- Your instructions:
All lines in the entries below that hold "UiConfiguration" make up the answer.

(Stored data)
----------
//! 模型列表表格状态机
//!
//! Bridges one serialized model-list text value and an interactive,
//! per-cell-editable, reorderable row table. Row identity survives
//! re-parses of unchanged content so the UI never remounts an input that
//! is being typed into, and the last committed text is tracked so the
//! machine ignores echoes of its own emissions.

use crate::models::{parse_model_names, serialize_models, ModelEntry};

/// Opaque stable row identifier, minted per table instance
#[derive(Debug, Clone, Copy, PartialEq, Eq, Hash)]
pub struct RowId(u64);

/// 可编辑列
#[derive(Debug, Clone, Copy, PartialEq, Eq)]
pub enum ModelColumn {
    Value,
    Label,
}

/// 一行模型配置
#[derive(Debug, Clone, PartialEq, Eq)]
pub struct ModelRow {
    pub id: RowId,
    pub value: String,
    pub label: String,
}

impl ModelRow {
    fn matches(&self, entry: &ModelEntry) -> bool {
        self.value == entry.value && self.label == entry.label
    }
}

/// 表格状态机
#[derive(Debug)]
pub struct ModelTableState {
    rows: Vec<ModelRow>,
    last_committed_text: String,
    active_cell: Option<(RowId, ModelColumn)>,
    next_id: u64,
}

impl ModelTableState {
    pub fn new(text: &str) -> Self {
        let mut state = Self {
            rows: Vec::new(),
            last_committed_text: text.to_string(),
            active_cell: None,
            next_id: 0,
        };
        state.rows = state.reconcile(text, &[]);
        state
    }

    pub fn rows(&self) -> &[ModelRow] {
        &self.rows
    }

    pub fn active_cell(&self) -> Option<(RowId, ModelColumn)> {
        self.active_cell
    }

    pub fn last_committed_text(&self) -> &str {
        &self.last_committed_text
    }

    fn mint_id(&mut self) -> RowId {
        self.next_id += 1;
        RowId(self.next_id)
    }

    /// 接收外部推送的文本
    ///
    /// An echo of the machine's own last emission is a no-op; anything else
    /// re-parses the text and carries row identities over where possible.
    pub fn receive_text(&mut self, text: &str) {
        if text == self.last_committed_text {
            return;
        }
        let previous = std::mem::take(&mut self.rows);
        self.rows = self.reconcile(text, &previous);
        self.last_committed_text = text.to_string();

        // A focused row that no longer exists cannot keep focus.
        if let Some((row_id, _)) = self.active_cell {
            if !self.rows.iter().any(|row| row.id == row_id) {
                self.active_cell = None;
            }
        }
    }

    /// Rebuild rows from parsed entries, reusing previous identifiers.
    ///
    /// Three passes, each previous id claimed at most once:
    /// 1. positional, only when the row at the same index has equal
    ///    `(value, label)` content (the row did not move);
    /// 2. leftmost unclaimed previous row with equal content (identity
    ///    follows content across reorders);
    /// 3. unclaimed previous row at the same index (an in-place content
    ///    edit keeps its identity).
    /// Anything left over gets a fresh identifier.
    fn reconcile(&mut self, text: &str, previous: &[ModelRow]) -> Vec<ModelRow> {
        let entries: Vec<ModelEntry> = parse_model_names(text).collect();
        let mut claimed = vec![false; previous.len()];
        let mut assigned: Vec<Option<RowId>> = vec![None; entries.len()];

        for (i, entry) in entries.iter().enumerate() {
            if let Some(prev) = previous.get(i) {
                if prev.matches(entry) && !claimed[i] {
                    claimed[i] = true;
                    assigned[i] = Some(prev.id);
                }
            }
        }

        for (i, entry) in entries.iter().enumerate() {
            if assigned[i].is_some() {
                continue;
            }
            if let Some(j) =
                (0..previous.len()).find(|&j| !claimed[j] && previous[j].matches(entry))
            {
                claimed[j] = true;
                assigned[i] = Some(previous[j].id);
            }
        }

        for (i, slot) in assigned.iter_mut().enumerate() {
            if slot.is_none() && i < previous.len() && !claimed[i] {
                claimed[i] = true;
                *slot = Some(previous[i].id);
            }
        }

        entries
            .into_iter()
            .zip(assigned)
            .map(|(entry, id)| ModelRow {
                id: id.unwrap_or_else(|| self.mint_id()),
                value: entry.value,
                label: entry.label,
            })
            .collect()
    }

    fn serialize(&self) -> String {
        serialize_models(
            self.rows
                .iter()
                .map(|row| (row.value.as_str(), row.label.as_str())),
        )
    }

    /// Serialize and, when the text actually changed, record and emit it.
    pub fn commit(&mut self) -> Option<String> {
        let text = self.serialize();
        if text == self.last_committed_text {
            return None;
        }
        self.last_committed_text = text.clone();
        Some(text)
    }

    /// 编辑单元格，不立即对外提交
    ///
    /// Free-text edits commit on blur only, so intermediate keystrokes
    /// never force a reparse that could reset unrelated row identities.
    pub fn edit_cell(&mut self, row_id: RowId, column: ModelColumn, value: impl Into<String>) {
        if let Some(row) = self.rows.iter_mut().find(|row| row.id == row_id) {
            match column {
                ModelColumn::Value => row.value = value.into(),
                ModelColumn::Label => row.label = value.into(),
            }
        }
    }

    pub fn focus_cell(&mut self, row_id: RowId, column: ModelColumn) {
        self.active_cell = Some((row_id, column));
    }

    pub fn blur_cell(&mut self) -> Option<String> {
        self.active_cell = None;
        self.commit()
    }

    /// 新增空行并立即提交
    pub fn add_row(&mut self) -> RowId {
        let id = self.mint_id();
        self.rows.push(ModelRow {
            id,
            value: String::new(),
            label: String::new(),
        });
        // An empty row serializes to nothing, so this is usually a no-op
        // commit; it still normalizes any pending structural state.
        self.commit();
        id
    }

    pub fn remove_row(&mut self, row_id: RowId) -> Option<String> {
        let before = self.rows.len();
        self.rows.retain(|row| row.id != row_id);
        if self.rows.len() == before {
            return None;
        }
        if let Some((active_id, _)) = self.active_cell {
            if active_id == row_id {
                self.active_cell = None;
            }
        }
        self.commit()
    }

    /// 上移/下移一行；越界则不动
    pub fn move_row(&mut self, row_id: RowId, delta: i32) -> Option<String> {
        let index = self.rows.iter().position(|row| row.id == row_id)?;
        let target = index as i64 + delta as i64;
        if target < 0 || target as usize >= self.rows.len() {
            return None;
        }
        let row = self.rows.remove(index);
        self.rows.insert(target as usize, row);
        self.commit()
    }
}
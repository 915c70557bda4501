use serde_json::Value;
use thiserror::Error;

/// 面板错误类型
///
/// `Validation` is reported before any state mutation or network call,
/// `Remote` carries the best-available message from a failed host request,
/// and the transport/serde variants wrap their sources unchanged.
#[derive(Debug, Error)]
pub enum AppError {
    #[error("{0}")]
    Message(String),

    #[error("{0}")]
    Validation(String),

    #[error("{0}")]
    Remote(String),

    #[error("HTTP 请求失败: {source}")]
    Http {
        #[from]
        source: reqwest::Error,
    },

    #[error("JSON 解析失败: {source}")]
    Json {
        #[from]
        source: serde_json::Error,
    },
}

impl AppError {
    pub fn validation(message: impl Into<String>) -> Self {
        AppError::Validation(message.into())
    }

    pub fn remote(message: impl Into<String>) -> Self {
        AppError::Remote(message.into())
    }

    pub fn is_validation(&self) -> bool {
        matches!(self, AppError::Validation(_))
    }

    /// 从错误响应中提取可展示的消息
    ///
    /// Looks for a `msg` field first, then `message`, falling back to the
    /// provided localized default when the payload carries neither.
    pub fn remote_from_payload(payload: Option<&Value>, fallback: &str) -> Self {
        let extracted = payload.and_then(|value| {
            value
                .get("msg")
                .or_else(|| value.get("message"))
                .and_then(|v| v.as_str())
                .map(|s| s.trim())
                .filter(|s| !s.is_empty())
                .map(|s| s.to_string())
        });
        AppError::Remote(extracted.unwrap_or_else(|| fallback.to_string()))
    }
}

#[cfg(test)]
mod tests {
    use super::*;
    use serde_json::json;

    #[test]
    fn remote_from_payload_prefers_msg_over_message() {
        let payload = json!({ "msg": "quota exceeded", "message": "other" });
        let err = AppError::remote_from_payload(Some(&payload), "加载失败");
        assert_eq!(err.to_string(), "quota exceeded");
    }

    #[test]
    fn remote_from_payload_falls_back_on_blank_fields() {
        let payload = json!({ "msg": "   " });
        let err = AppError::remote_from_payload(Some(&payload), "加载失败");
        assert_eq!(err.to_string(), "加载失败");

        let err = AppError::remote_from_payload(None, "提交失败");
        assert_eq!(err.to_string(), "提交失败");
    }
}
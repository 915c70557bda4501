use std::sync::atomic::{AtomicUsize, Ordering};
use std::sync::{Arc, Mutex};

use async_trait::async_trait;
use indexmap::IndexMap;

use aibot_panel::{
    AiBot, AppError, HostGateway, InterceptGuard, ModelsListData, ModelsListResponse, ModelsQuery,
    SaveResponse, UserInfo,
};

pub fn init_logging() {
    let _ = env_logger::builder().is_test(true).try_init();
}

/// 可配置的内存网关，记录每次调用
#[derive(Clone, Default)]
pub struct MockGateway {
    inner: Arc<MockInner>,
}

#[derive(Default)]
struct MockInner {
    identity: Mutex<Vec<String>>,
    user_info_fails: Mutex<bool>,
    settings: Mutex<IndexMap<String, IndexMap<String, String>>>,
    load_fails: Mutex<bool>,
    save_fails: Mutex<bool>,
    save_msg: Mutex<Option<String>>,
    assistant_models: Mutex<IndexMap<String, String>>,
    models_response: Mutex<Option<ModelsListResponse>>,
    last_models_query: Mutex<Option<ModelsQuery>>,
    ai_userid: Mutex<Option<i64>>,
    calls: Mutex<Vec<String>>,
    active_intercepts: Arc<AtomicUsize>,
    total_intercepts: Arc<AtomicUsize>,
}

impl MockGateway {
    pub fn new() -> Self {
        Self::default()
    }

    pub fn admin() -> Self {
        let mock = Self::default();
        mock.set_identity(vec!["admin".to_string()]);
        mock
    }

    pub fn set_identity(&self, identity: Vec<String>) {
        *self.inner.identity.lock().unwrap() = identity;
    }

    pub fn fail_user_info(&self) {
        *self.inner.user_info_fails.lock().unwrap() = true;
    }

    pub fn fail_loads(&self, fails: bool) {
        *self.inner.load_fails.lock().unwrap() = fails;
    }

    pub fn fail_saves(&self, fails: bool) {
        *self.inner.save_fails.lock().unwrap() = fails;
    }

    pub fn set_save_msg(&self, msg: Option<&str>) {
        *self.inner.save_msg.lock().unwrap() = msg.map(str::to_string);
    }

    pub fn seed_settings(&self, bot: AiBot, pairs: &[(&str, &str)]) {
        let mut settings = self.inner.settings.lock().unwrap();
        let entry = settings.entry(bot.key().to_string()).or_default();
        for (key, value) in pairs {
            entry.insert(key.to_string(), value.to_string());
        }
    }

    pub fn stored_settings(&self, bot: AiBot) -> IndexMap<String, String> {
        self.inner
            .settings
            .lock()
            .unwrap()
            .get(bot.key())
            .cloned()
            .unwrap_or_default()
    }

    pub fn seed_assistant_models(&self, pairs: &[(&str, &str)]) {
        let mut catalog = self.inner.assistant_models.lock().unwrap();
        for (key, value) in pairs {
            catalog.insert(key.to_string(), value.to_string());
        }
    }

    pub fn set_models_response(&self, response: ModelsListResponse) {
        *self.inner.models_response.lock().unwrap() = Some(response);
    }

    pub fn set_models_ok(&self, models: &[&str]) {
        self.set_models_response(ModelsListResponse {
            code: 200,
            data: Some(ModelsListData {
                models: models.iter().map(|m| m.to_string()).collect(),
            }),
            error: None,
        });
    }

    pub fn last_models_query(&self) -> Option<ModelsQuery> {
        self.inner.last_models_query.lock().unwrap().clone()
    }

    pub fn set_ai_userid(&self, userid: Option<i64>) {
        *self.inner.ai_userid.lock().unwrap() = userid;
    }

    pub fn calls(&self) -> Vec<String> {
        self.inner.calls.lock().unwrap().clone()
    }

    pub fn call_count(&self, name: &str) -> usize {
        self.calls().iter().filter(|call| *call == name).count()
    }

    pub fn active_intercepts(&self) -> usize {
        self.inner.active_intercepts.load(Ordering::SeqCst)
    }

    pub fn total_intercepts(&self) -> usize {
        self.inner.total_intercepts.load(Ordering::SeqCst)
    }

    fn record(&self, name: &str) {
        self.inner.calls.lock().unwrap().push(name.to_string());
    }
}

#[async_trait]
impl HostGateway for MockGateway {
    async fn app_ready(&self) -> Result<(), AppError> {
        self.record("app_ready");
        Ok(())
    }

    async fn user_info(&self) -> Result<UserInfo, AppError> {
        self.record("user_info");
        if *self.inner.user_info_fails.lock().unwrap() {
            return Err(AppError::remote("session expired"));
        }
        Ok(UserInfo {
            identity: self.inner.identity.lock().unwrap().clone(),
        })
    }

    async fn load_settings(&self, bot: AiBot) -> Result<IndexMap<String, String>, AppError> {
        self.record("load_settings");
        if *self.inner.load_fails.lock().unwrap() {
            return Err(AppError::remote("load failed"));
        }
        Ok(self.stored_settings(bot))
    }

    async fn save_settings(
        &self,
        bot: AiBot,
        payload: &IndexMap<String, String>,
    ) -> Result<SaveResponse, AppError> {
        self.record("save_settings");
        if *self.inner.save_fails.lock().unwrap() {
            return Err(AppError::remote("save failed"));
        }
        self.inner
            .settings
            .lock()
            .unwrap()
            .insert(bot.key().to_string(), payload.clone());
        Ok(SaveResponse {
            data: payload.clone(),
            msg: self.inner.save_msg.lock().unwrap().clone(),
        })
    }

    async fn assistant_models(&self) -> Result<IndexMap<String, String>, AppError> {
        self.record("assistant_models");
        Ok(self.inner.assistant_models.lock().unwrap().clone())
    }

    async fn models_list(
        &self,
        _bot: AiBot,
        query: &ModelsQuery,
    ) -> Result<ModelsListResponse, AppError> {
        self.record("models_list");
        *self.inner.last_models_query.lock().unwrap() = Some(query.clone());
        self.inner
            .models_response
            .lock()
            .unwrap()
            .clone()
            .ok_or_else(|| AppError::remote("no models response configured"))
    }

    async fn search_ai_user(&self, _bot: AiBot) -> Result<Option<i64>, AppError> {
        self.record("search_ai_user");
        Ok(*self.inner.ai_userid.lock().unwrap())
    }

    async fn open_dialog(&self, userid: i64) -> Result<(), AppError> {
        self.record(&format!("open_dialog:{userid}"));
        Ok(())
    }

    fn intercept_back(&self) -> Result<InterceptGuard, AppError> {
        self.inner.active_intercepts.fetch_add(1, Ordering::SeqCst);
        self.inner.total_intercepts.fetch_add(1, Ordering::SeqCst);
        let active = Arc::clone(&self.inner.active_intercepts);
        Ok(InterceptGuard::new(move || {
            active.fetch_sub(1, Ordering::SeqCst);
        }))
    }
}
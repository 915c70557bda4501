// Core modules
mod bot_config;
mod bots;
mod error;
mod fields;
mod host;
mod models;
mod panel;
mod table;

// i18n module
pub mod i18n;

// Public exports
pub use bot_config::{base_fields, bot_config, generated_fields};
pub use bots::{bot_catalog, AiBot, BotItem};
pub use error::AppError;
pub use fields::{
    merge_fields, BotConfig, ExtraFieldConfig, FieldConfig, FieldControl, GeneratedField,
};
pub use host::{
    HostClient, HostGateway, InterceptGuard, ModelsListData, ModelsListResponse, ModelsQuery,
    SaveResponse, UserInfo,
};
pub use models::{parse_model_names, serialize_models, ModelEntry};
pub use panel::{BotForm, SettingsPanel};
pub use table::{ModelColumn, ModelRow, ModelTableState, RowId};
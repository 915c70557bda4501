//! 设置面板编排
//!
//! Per-bot load/save/reset/reload workflows, change detection, default
//! model discovery, chat launch, and the admin edit-session lifecycle
//! (including the single back-navigation interceptor registration). All
//! operations run on the host UI event loop; network calls suspend only
//! their own workflow. There is no mutual exclusion against re-entrant
//! calls: the per-bot busy flags exist so callers can disable triggers.

use indexmap::IndexMap;

use crate::bot_config::generated_fields;
use crate::bots::{bot_catalog, AiBot, BotItem};
use crate::error::AppError;
use crate::fields::GeneratedField;
use crate::host::{HostGateway, InterceptGuard, ModelsQuery};
use crate::i18n::texts;
use crate::models::parse_model_names;

/// 单个助手的表单状态
#[derive(Debug, Clone, Default)]
pub struct BotForm {
    values: IndexMap<String, String>,
    baseline: IndexMap<String, String>,
    loaded: bool,
    pub loading: bool,
    pub saving: bool,
    pub fetching_defaults: bool,
    pub chat_loading: bool,
}

impl BotForm {
    pub fn value(&self, prop: &str) -> &str {
        self.values.get(prop).map(String::as_str).unwrap_or("")
    }

    pub fn values(&self) -> &IndexMap<String, String> {
        &self.values
    }

    pub fn baseline(&self) -> &IndexMap<String, String> {
        &self.baseline
    }

    /// True iff any property present in either map differs between the
    /// two, with missing entries treated as empty strings.
    pub fn has_changes(&self) -> bool {
        self.values
            .keys()
            .chain(self.baseline.keys())
            .any(|key| {
                self.values.get(key).map(String::as_str).unwrap_or("")
                    != self.baseline.get(key).map(String::as_str).unwrap_or("")
            })
    }
}

/// 设置面板
pub struct SettingsPanel<G: HostGateway> {
    gateway: G,
    bots: Vec<BotItem>,
    forms: IndexMap<AiBot, BotForm>,
    is_admin: bool,
    settings_open: bool,
    active_bot: AiBot,
    intercept: Option<InterceptGuard>,
}

impl<G: HostGateway> SettingsPanel<G> {
    pub fn new(gateway: G) -> Self {
        let forms = AiBot::ALL
            .into_iter()
            .map(|bot| (bot, BotForm::default()))
            .collect();
        Self {
            gateway,
            bots: bot_catalog(),
            forms,
            is_admin: false,
            settings_open: false,
            active_bot: AiBot::OpenAi,
            intercept: None,
        }
    }

    pub fn bots(&self) -> &[BotItem] {
        &self.bots
    }

    pub fn is_admin(&self) -> bool {
        self.is_admin
    }

    pub fn settings_open(&self) -> bool {
        self.settings_open
    }

    pub fn active_bot(&self) -> AiBot {
        self.active_bot
    }

    pub fn form(&self, bot: AiBot) -> &BotForm {
        &self.forms[&bot]
    }

    fn form_mut(&mut self, bot: AiBot) -> &mut BotForm {
        self.forms.entry(bot).or_default()
    }

    /// 面板字段列表（每个助手的具体字段）
    pub fn fields(&self, bot: AiBot) -> Vec<GeneratedField> {
        generated_fields(bot)
    }

    /// 初始化：就绪信号、管理员身份、标签缓存
    ///
    /// Every step is best effort; failures are logged and the panel
    /// proceeds with safe defaults (non-admin, no tags).
    pub async fn init(&mut self) {
        if let Err(err) = self.gateway.app_ready().await {
            log::debug!("host readiness signal failed: {err}");
        }

        match self.gateway.user_info().await {
            Ok(user) => self.is_admin = user.is_admin(),
            Err(err) => log::warn!("cannot determine admin state, defaulting to non-admin: {err}"),
        }

        self.refresh_bot_tags().await;
    }

    /// 刷新助手卡片上的模型标签
    ///
    /// Pulls `{bot}_models` / `{bot}_model` from the host catalog and
    /// recomputes each bot's tag list and short tag label. Best effort.
    pub async fn refresh_bot_tags(&mut self) {
        let catalog = match self.gateway.assistant_models().await {
            Ok(catalog) => catalog,
            Err(err) => {
                log::warn!("failed to fetch assistant model catalog: {err}");
                return;
            }
        };

        for item in &mut self.bots {
            let models_raw = catalog
                .get(&item.bot.prefixed("models"))
                .map(String::as_str)
                .unwrap_or("");
            let default_model = catalog
                .get(&item.bot.prefixed("model"))
                .map(String::as_str)
                .unwrap_or("");

            let options: Vec<_> = parse_model_names(models_raw).collect();
            let tag_label = options
                .iter()
                .find(|option| option.value == default_model)
                .map(|option| option.label.clone())
                .or_else(|| {
                    if default_model.is_empty() {
                        None
                    } else {
                        Some(default_model.to_string())
                    }
                })
                .or_else(|| options.first().map(|option| option.label.clone()));

            item.tags = options.into_iter().map(|option| option.label).collect();
            item.tag_label = tag_label;
        }
    }

    /// 打开配置抽屉（仅管理员）
    ///
    /// Acquires the back-navigation interceptor for the edit session and
    /// triggers a non-forced load of the selected bot.
    pub async fn open_settings(&mut self, bot: AiBot) -> Result<(), AppError> {
        if !self.is_admin {
            return Err(AppError::validation(texts::admin_only()));
        }
        self.active_bot = bot;
        self.settings_open = true;
        self.ensure_intercept();
        self.load(bot, false).await
    }

    /// 关闭配置抽屉，释放返回拦截
    pub fn close_settings(&mut self) {
        self.settings_open = false;
        self.intercept = None;
    }

    /// 宿主返回手势：抽屉打开时消费手势并关闭抽屉
    pub fn handle_back(&mut self) -> bool {
        if self.settings_open {
            self.close_settings();
            return true;
        }
        false
    }

    /// 切换助手标签页
    pub async fn set_active_bot(&mut self, bot: AiBot) -> Result<(), AppError> {
        self.active_bot = bot;
        self.load(bot, false).await
    }

    fn ensure_intercept(&mut self) {
        if self.intercept.is_some() {
            return;
        }
        match self.gateway.intercept_back() {
            Ok(guard) => self.intercept = Some(guard),
            Err(err) => log::warn!("failed to register back interceptor: {err}"),
        }
    }

    pub fn has_intercept(&self) -> bool {
        self.intercept.is_some()
    }

    /// 加载助手设置
    ///
    /// No-op when already loaded unless `force`; on failure the cached
    /// values stay untouched.
    pub async fn load(&mut self, bot: AiBot, force: bool) -> Result<(), AppError> {
        if !force && self.form(bot).loaded {
            return Ok(());
        }
        self.form_mut(bot).loading = true;
        let result = self.gateway.load_settings(bot).await;
        let form = self.form_mut(bot);
        form.loading = false;

        let payload = result?;
        form.values = payload.clone();
        form.baseline = payload;
        form.loaded = true;
        Ok(())
    }

    pub async fn reload(&mut self, bot: AiBot) -> Result<(), AppError> {
        self.load(bot, true).await
    }

    /// 修改字段值（不影响基线）
    pub fn change_field(&mut self, bot: AiBot, prop: &str, value: impl Into<String>) {
        self.form_mut(bot)
            .values
            .insert(prop.to_string(), value.into());
    }

    pub fn has_changes(&self, bot: AiBot) -> bool {
        self.form(bot).has_changes()
    }

    /// 重置为最近一次从服务端加载的值
    pub fn reset(&mut self, bot: AiBot) {
        let form = self.form_mut(bot);
        form.values = form.baseline.clone();
    }

    /// 提交助手设置
    ///
    /// Only the properties of the bot's generated field list are sent,
    /// missing values as empty strings. On success the baseline and
    /// current values both take the server-returned canonical values and
    /// the tag cache is refreshed; on failure nothing changes.
    pub async fn submit(&mut self, bot: AiBot) -> Result<String, AppError> {
        let fields = generated_fields(bot);
        if fields.is_empty() {
            return Err(AppError::validation(texts::bot_unsupported()));
        }

        let form = self.form(bot);
        let payload: IndexMap<String, String> = fields
            .iter()
            .map(|field| (field.prop.clone(), form.value(&field.prop).to_string()))
            .collect();

        self.form_mut(bot).saving = true;
        let result = self.gateway.save_settings(bot, &payload).await;
        self.form_mut(bot).saving = false;

        let response = result?;
        let form = self.form_mut(bot);
        form.values = response.data.clone();
        form.baseline = response.data;
        form.loaded = true;

        self.refresh_bot_tags().await;
        Ok(response
            .msg
            .filter(|msg| !msg.trim().is_empty())
            .unwrap_or_else(|| texts::save_success().to_string()))
    }

    /// 获取提供方的默认模型列表
    ///
    /// Builds the discovery query from the bot's base URL/key/proxy fields
    /// where the provider requires them, and returns the newline-joined
    /// list. Stored form state is not mutated; the caller decides where to
    /// apply the result.
    pub async fn fetch_default_models(&mut self, bot: AiBot) -> Result<String, AppError> {
        let mut query = ModelsQuery::default();
        if bot.requires_base_url() {
            let form = self.form(bot);
            let base_url = form.value(&bot.prefixed("base_url")).trim().to_string();
            if base_url.is_empty() {
                return Err(AppError::validation(texts::base_url_required()));
            }
            query.base_url = Some(base_url);
            let key = form.value(&bot.prefixed("key")).trim();
            if !key.is_empty() {
                query.key = Some(key.to_string());
            }
            let agency = form.value(&bot.prefixed("agency")).trim();
            if !agency.is_empty() {
                query.agency = Some(agency.to_string());
            }
        }

        self.form_mut(bot).fetching_defaults = true;
        let result = self.gateway.models_list(bot, &query).await;
        self.form_mut(bot).fetching_defaults = false;

        let response = result?;
        if response.code != 200 {
            let message = response
                .error
                .filter(|error| !error.trim().is_empty())
                .unwrap_or_else(|| texts::fetch_failed().to_string());
            return Err(AppError::remote(message));
        }

        let models = response.data.map(|data| data.models).unwrap_or_default();
        if models.is_empty() {
            return Err(AppError::remote(texts::models_not_found()));
        }
        Ok(models.join("\n"))
    }

    /// 发起与助手的会话
    pub async fn start_chat(&mut self, bot: AiBot) -> Result<(), AppError> {
        self.form_mut(bot).chat_loading = true;
        let result = self.start_chat_inner(bot).await;
        self.form_mut(bot).chat_loading = false;
        result
    }

    async fn start_chat_inner(&self, bot: AiBot) -> Result<(), AppError> {
        let userid = self
            .gateway
            .search_ai_user(bot)
            .await?
            .ok_or_else(|| AppError::remote(texts::bot_not_found()))?;
        self.gateway.open_dialog(userid).await
    }
}
//! UI configuration root: owns every tab set and answers node lookups.

#[cfg(test)]
#[path = "configuration_test.rs"]
mod configuration_test;

use crate::schema::DefinitionId;
use crate::ui::node::UiNodeRef;
use crate::ui::tab_set::TabSetDefinition;
use crate::wire::UiJson;

/// All designed form layouts of a survey, one tab set per root entity.
///
/// Re-fetching a survey replaces the whole configuration (or re-fills the
/// individual tab sets); nodes inside it are never rewired piecemeal.
#[derive(Clone, Debug, Default, PartialEq)]
pub struct UiConfiguration {
    tab_sets: Vec<TabSetDefinition>,
}

impl UiConfiguration {
    /// Hydrate the configuration from its wire payload.
    #[must_use]
    pub fn from_json(json: &UiJson) -> Self {
        Self {
            tab_sets: json.tab_sets.iter().map(TabSetDefinition::from_json).collect(),
        }
    }

    /// Root tab sets in designer order.
    #[must_use]
    pub fn tab_sets(&self) -> &[TabSetDefinition] {
        &self.tab_sets
    }

    /// Find a node by id anywhere in the configuration.
    ///
    /// Walks all tab-set trees with an explicit stack; containers push their
    /// tabs and items, leaves push nothing.
    #[must_use]
    pub fn find_node(&self, id: DefinitionId) -> Option<UiNodeRef<'_>> {
        let mut stack: Vec<UiNodeRef<'_>> = self.tab_sets.iter().map(UiNodeRef::TabSet).collect();
        while let Some(node) = stack.pop() {
            if node.id() == id {
                return Some(node);
            }
            node.push_children(&mut stack);
        }
        None
    }

    /// Ids of a node's ancestors, nearest first, ending at its tab set.
    /// Unknown ids yield an empty chain.
    #[must_use]
    pub fn ancestor_ids(&self, id: DefinitionId) -> Vec<DefinitionId> {
        let mut ancestors = Vec::new();
        let mut current = self.find_node(id).and_then(|node| node.parent_id());
        while let Some(parent_id) = current {
            ancestors.push(parent_id);
            current = self.find_node(parent_id).and_then(|node| node.parent_id());
        }
        ancestors
    }
}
----------
- Completed task:
pub struct UiConfiguration {
impl UiConfiguration {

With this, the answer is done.